I ordered 2 units of 4ch preamp ventilated. Black and silver anodized. Black belongs to my buddy and I got myself the silver one. 








Here is the parcel. It was opened by customs because they wanna check it. And below are the individual preamp packed nicely inside bubble wrap.









Unfortunately, mine has the fuse holder broken. Most probably during handling and the other unit seems in good condition.

















Didn't manage to test mine until today. I tried to find similar fuse holder but to no avail. So got another type and here is how I fixed it.
















Covered the fuse hole with sticker 

So, I am all prep-ed up to fire up this baby and enjoy. I promised Victor I will do review. 

I was quitr skeptical initially, but when I powered it up... boy oh boy... I was speechless! By the way, I just connect it to my simple home setup. JBL control 5 powered by yamaha amp. Running off ipad as source 








I was listening to some tunes from Focal test cd. Love it, exceeded my expectations. Not even close to what I am expecting. Like most tube amps/preamp does, this preamp gave "life" to the music. I am able to notice some of the details that have never heard before. The warm tube sound... just splendid! Worth every penny! As much as I enjoy listening to music in my ride, I am now looking forward more to listen to eric clapton's tune at home. 

I did make a video but the recording was bad. Will try to make another one soon.

So once again, thanks Vic for this marvelous product! This definitely gonna end up at home. When I have enough saving, will get another one for my car. So to all who has doubt, buy with confident! You will surely love this. 

Cheers!


----------



## soccerguru607 (Nov 4, 2009)

Thanks for the review!!!


----------



## DBlevel (Oct 6, 2006)

Yes, thanks for the review!


----------



## Victor_inox (Apr 27, 2012)

Thank you Ryanu for kind words and your time.

BTWThat fuse holder will be eliminated from all future production units.

Units were not touching each other they must be thrown it off the plane or something. 
Medium flat rate box is too small for 2 units shipped together.


----------



## Ryanu (Dec 1, 2012)

Btw, if u dont need 4ch in your setup, try the 2 stage mode. It's awesome!


----------



## 4thseason (Mar 31, 2013)

Thanks for the review Ryanu.. I've been kinda thinking I want to test one out and they definitely seem like a can't miss if you're looking for that sound.

What Yamaha amp do you use in your home setup? I've been using vintage Yamaha amps in my 2 channel and HT for about 8 years and really haven't had any problems and just love em to death... Champagne taste on a beer budget.. 

I think your review has swayed me to the point of pulling the trigger on one.. Would love to see your video when you have time to add it here.

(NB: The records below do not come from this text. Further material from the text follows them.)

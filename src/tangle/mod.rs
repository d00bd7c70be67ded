//! Streaming model of the vertex graph: ingestion, bounded storage, derived
//! counters and confirmation propagation.

mod counters;
mod engine;
mod event;
mod propagate;
mod store;
mod vertex;

pub use counters::{AggregateCounters, Counts};
pub use engine::{
    DEFAULT_VERTEX_LIMIT, EngineConfig, GraphEngine, GraphSubscriber, VertexOp,
};
pub use event::{FlagUpdates, InboundEvent, TangleEvent, VertexRef, parse_event_line};
pub use propagate::{Resolution, resolve_ancestors};
pub use store::VertexStore;
pub use vertex::{DEFAULT_SHORT_ID_LEN, Flag, ShortId, Vertex, VertexFlags, VertexState};
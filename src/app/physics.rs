use super::graph::RenderGraph;

const PARENT_SPRING: f32 = 0.035;
const REPULSION_RADIUS: f32 = 26.0;
const REPULSION_STRENGTH: f32 = 2.4;
const CENTER_PULL: f32 = 0.0009;
const VELOCITY_DAMPING: f32 = 0.84;
const MAX_SPEED: f32 = 18.0;

/// One relaxation step on the vertical axis; x is fixed by admission order.
///
/// Children are pulled toward their parents' height, vertices in nearby
/// columns push each other apart, and the band drifts back toward y = 0.
/// Returns whether anything is still moving.
pub(super) fn step_layout(graph: &mut RenderGraph, delta_seconds: f32) -> bool {
    let node_count = graph.nodes.len();
    if node_count == 0 {
        return false;
    }

    let time_step_scale = (delta_seconds * 60.0).clamp(0.25, 3.0);
    let scratch = &mut graph.layout_scratch;
    scratch.forces.clear();
    scratch.forces.resize(node_count, 0.0);
    // Columns scroll with admission order; keep only those with live nodes.
    scratch.buckets.clear();

    for (index, node) in graph.nodes.iter().enumerate() {
        for parent in &node.snapshot.parents {
            let Some(&parent_index) = graph.index_by_id.get(parent) else {
                continue;
            };
            let delta = graph.nodes[parent_index].y - node.y;
            scratch.forces[index] += delta * PARENT_SPRING;
            scratch.forces[parent_index] -= delta * PARENT_SPRING * 0.5;
        }

        let bucket = (node.x / REPULSION_RADIUS).floor() as i32;
        scratch.buckets.entry(bucket).or_default().push(index);
    }

    let radius_sq = REPULSION_RADIUS * REPULSION_RADIUS;
    for (&bucket, members) in &scratch.buckets {
        for &index in members {
            let node = &graph.nodes[index];
            for neighbor_bucket in bucket..=bucket + 1 {
                let Some(neighbors) = scratch.buckets.get(&neighbor_bucket) else {
                    continue;
                };
                for &other in neighbors {
                    if neighbor_bucket == bucket && other <= index {
                        continue;
                    }
                    let other_node = &graph.nodes[other];
                    let dx = node.x - other_node.x;
                    let dy = node.y - other_node.y;
                    let distance_sq = dx * dx + dy * dy;
                    if distance_sq >= radius_sq {
                        continue;
                    }

                    let distance = distance_sq.sqrt();
                    let direction = if dy.abs() > 0.0001 {
                        dy.signum()
                    } else if index < other {
                        1.0
                    } else {
                        -1.0
                    };
                    let push = REPULSION_STRENGTH * (1.0 - distance / REPULSION_RADIUS);
                    scratch.forces[index] += direction * push;
                    scratch.forces[other] -= direction * push;
                }
            }
        }
    }

    let damping = VELOCITY_DAMPING.powf(time_step_scale);
    let mut any_motion = false;
    for (node, force) in graph.nodes.iter_mut().zip(scratch.forces.iter()) {
        let force = force - node.y * CENTER_PULL;
        let velocity =
            ((node.velocity + force * time_step_scale) * damping).clamp(-MAX_SPEED, MAX_SPEED);
        node.velocity = if velocity.abs() < 0.01 { 0.0 } else { velocity };
        node.y += node.velocity * time_step_scale;
        any_motion |= node.velocity != 0.0;
    }

    any_motion
}

#[cfg(test)]
mod tests {
    use tangle_visualizer::tangle::{ShortId, VertexOp, VertexState};

    use super::super::graph::NodeSnapshot;
    use super::*;

    fn add(graph: &mut RenderGraph, id: &str, parents: &[&str], admitted: u64) {
        graph.apply_vertex(
            NodeSnapshot {
                id: ShortId::truncate(id, 7),
                full_id: id.to_owned(),
                parents: parents
                    .iter()
                    .map(|parent| ShortId::truncate(parent, 7))
                    .collect(),
                state: VertexState::Solid,
                is_milestone: false,
                is_tip: false,
                is_selected: false,
                admitted,
            },
            VertexOp::Add,
        );
    }

    #[test]
    fn empty_graph_is_at_rest() {
        let mut graph = RenderGraph::default();
        assert!(!step_layout(&mut graph, 1.0 / 60.0));
    }

    #[test]
    fn buckets_track_live_nodes_not_session_age() {
        const LIVE: u64 = 50;
        let mut graph = RenderGraph::default();
        for admitted in 0..20_000u64 {
            add(&mut graph, &format!("{admitted:07}"), &[], admitted);
            if admitted >= LIVE {
                let expired = admitted - LIVE;
                let id = ShortId::truncate(&format!("{expired:07}"), 7);
                let snapshot = graph.get(&id).expect("still live").snapshot.clone();
                graph.apply_vertex(snapshot, VertexOp::Delete);
            }
            if admitted % 100 == 0 {
                step_layout(&mut graph, 1.0 / 60.0);
            }
        }
        step_layout(&mut graph, 1.0 / 60.0);

        assert_eq!(graph.len(), LIVE as usize);
        assert!(
            graph.layout_scratch.buckets.len() <= graph.len(),
            "{} buckets for {} nodes",
            graph.layout_scratch.buckets.len(),
            graph.len()
        );
    }

    #[test]
    fn overlapping_neighbors_separate() {
        let mut graph = RenderGraph::default();
        add(&mut graph, "aaaaaaa", &[], 0);
        add(&mut graph, "bbbbbbb", &[], 1);
        graph.nodes[0].y = 0.0;
        graph.nodes[1].y = 0.0;

        for _ in 0..120 {
            step_layout(&mut graph, 1.0 / 60.0);
        }

        let gap = (graph.nodes[0].y - graph.nodes[1].y).abs();
        assert!(gap > 10.0, "nodes stayed stacked: gap {gap}");
        assert!(graph.nodes.iter().all(|node| node.y.is_finite()));
    }
}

Again Thanks a lot for taking the time to write up a review and sharing..

Brian


----------



## Victor_inox (Apr 27, 2012)

4thseason said:


> Thanks for the review Ryanu.. I've been kinda thinking I want to test one out and they definitely seem like a can't miss if you're looking for that sound.
> 
> What Yamaha amp do you use in your home setup? I've been using vintage Yamaha amps in my 2 channel and HT for about 8 years and really haven't had any problems and just love em to death... Champagne taste on a beer budget..
> 
> ...


 
Annotation to his video said:
Speakers: JBL Control 5
Amplifier: Yamaha SR-301
Source: iPad 2
Music: Jaco Pastorius - Soul Intro - The Chicken (Live)


----------



## 4thseason (Mar 31, 2013)

Hey thanks for quick response and linking here to the video Victor!

B~


----------



## Ryanu (Dec 1, 2012)

4thseason said:


> Thanks for the review Ryanu.. I've been kinda thinking I want to test one out and they definitely seem like a can't miss if you're looking for that sound.
> 
> What Yamaha amp do you use in your home setup? I've been using vintage Yamaha amps in my 2 channel and HT for about 8 years and really haven't had any problems and just love em to death... Champagne taste on a beer budget..
> 
> ...


Brian, go for it! You won't regret it. Get the 2ch or if you wanna feel the awesomeness of 2 stage tube, get the 4ch instead


----------



## Victor_inox (Apr 27, 2012)

I`m going to short business vacation to FL from 8th to 13 of July so if you want to place your orders do it now. I`ll ship in 1 business day.


----------



## optimaprime (Aug 16, 2007)

If guy was using zapco dc amps this go first then the transmitter to amp right? Sorry for stupid question .


----------



## Victor_inox (Apr 27, 2012)

FRom HU to the preamp to Zapco.


----------



## optimaprime (Aug 16, 2007)

ok just checking.


----------



## Victor_inox (Apr 27, 2012)

Sunday bump


----------



## optimaprime (Aug 16, 2007)

This was a nice little review thank you!


----------



## Ryanu (Dec 1, 2012)

optimaprime said:


> This was a nice little review thank you!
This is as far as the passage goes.